_EXERCISE_
The required output is the line containing "Ok(channels)" followed by every line after it to the end of the listing, each written out exactly.

::::

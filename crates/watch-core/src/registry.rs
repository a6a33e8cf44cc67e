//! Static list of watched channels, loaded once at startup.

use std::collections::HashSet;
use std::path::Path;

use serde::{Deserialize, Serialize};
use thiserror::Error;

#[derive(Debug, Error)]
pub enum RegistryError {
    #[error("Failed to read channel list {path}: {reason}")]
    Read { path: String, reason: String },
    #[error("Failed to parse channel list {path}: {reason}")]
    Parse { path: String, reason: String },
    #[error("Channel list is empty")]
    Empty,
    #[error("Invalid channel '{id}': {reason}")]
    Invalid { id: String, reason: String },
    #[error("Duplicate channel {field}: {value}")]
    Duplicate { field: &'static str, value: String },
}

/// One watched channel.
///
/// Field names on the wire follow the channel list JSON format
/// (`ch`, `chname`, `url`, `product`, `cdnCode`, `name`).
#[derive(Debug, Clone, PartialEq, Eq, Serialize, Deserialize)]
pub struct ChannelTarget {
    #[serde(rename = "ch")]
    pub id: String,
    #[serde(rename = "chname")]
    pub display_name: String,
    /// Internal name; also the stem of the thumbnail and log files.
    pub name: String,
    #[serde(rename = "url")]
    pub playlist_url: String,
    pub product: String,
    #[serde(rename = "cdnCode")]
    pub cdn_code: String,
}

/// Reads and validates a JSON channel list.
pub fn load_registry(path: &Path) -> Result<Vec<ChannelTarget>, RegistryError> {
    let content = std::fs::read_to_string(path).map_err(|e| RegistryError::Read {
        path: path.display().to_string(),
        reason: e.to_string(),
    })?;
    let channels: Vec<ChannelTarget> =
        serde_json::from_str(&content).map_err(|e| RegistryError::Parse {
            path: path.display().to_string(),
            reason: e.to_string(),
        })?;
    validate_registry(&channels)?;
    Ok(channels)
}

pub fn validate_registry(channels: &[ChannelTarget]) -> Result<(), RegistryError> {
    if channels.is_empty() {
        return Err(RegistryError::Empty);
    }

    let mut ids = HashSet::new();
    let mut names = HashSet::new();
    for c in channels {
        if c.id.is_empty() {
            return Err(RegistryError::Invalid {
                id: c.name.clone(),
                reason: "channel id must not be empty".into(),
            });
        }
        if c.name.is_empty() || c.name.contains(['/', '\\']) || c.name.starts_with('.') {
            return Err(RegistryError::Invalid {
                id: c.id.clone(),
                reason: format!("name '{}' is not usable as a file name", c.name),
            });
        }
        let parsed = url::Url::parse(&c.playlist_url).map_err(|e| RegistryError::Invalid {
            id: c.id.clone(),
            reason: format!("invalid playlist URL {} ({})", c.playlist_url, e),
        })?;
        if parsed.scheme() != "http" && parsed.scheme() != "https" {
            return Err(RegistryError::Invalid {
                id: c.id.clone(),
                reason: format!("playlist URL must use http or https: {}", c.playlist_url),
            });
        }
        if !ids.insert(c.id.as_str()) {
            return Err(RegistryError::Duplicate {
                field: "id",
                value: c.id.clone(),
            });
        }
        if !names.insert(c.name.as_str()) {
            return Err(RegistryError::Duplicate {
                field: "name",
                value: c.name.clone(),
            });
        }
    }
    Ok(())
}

::::

_YOUR SOLUTION_
    Ok(channels)
}

pub fn validate_registry(channels: &[ChannelTarget]) -> Result<(), RegistryError> {
    if channels.is_empty() {
        return Err(RegistryError::Empty);
    }

    let mut ids = HashSet::new();
    let mut names = HashSet::new();
    for c in channels {
        if c.id.is_empty() {
            return Err(RegistryError::Invalid {
                id: c.name.clone(),
                reason: "channel id must not be empty".into(),
            });
        }
        if c.name.is_empty() || c.name.contains(['/', '\\']) || c.name.starts_with('.') {
            return Err(RegistryError::Invalid {
                id: c.id.clone(),
                reason: format!("name '{}' is not usable as a file name", c.name),
            });
        }
        let parsed = url::Url::parse(&c.playlist_url).map_err(|e| RegistryError::Invalid {
            id: c.id.clone(),
            reason: format!("invalid playlist URL {} ({})", c.playlist_url, e),
        })?;
        if parsed.scheme() != "http" && parsed.scheme() != "https" {
            return Err(RegistryError::Invalid {
                id: c.id.clone(),
                reason: format!("playlist URL must use http or https: {}", c.playlist_url),
            });
        }
        if !ids.insert(c.id.as_str()) {
            return Err(RegistryError::Duplicate {
                field: "id",
                value: c.id.clone(),
            });
        }
        if !names.insert(c.name.as_str()) {
            return Err(RegistryError::Duplicate {
                field: "name",
                value: c.name.clone(),
            });
        }
    }
    Ok(())
}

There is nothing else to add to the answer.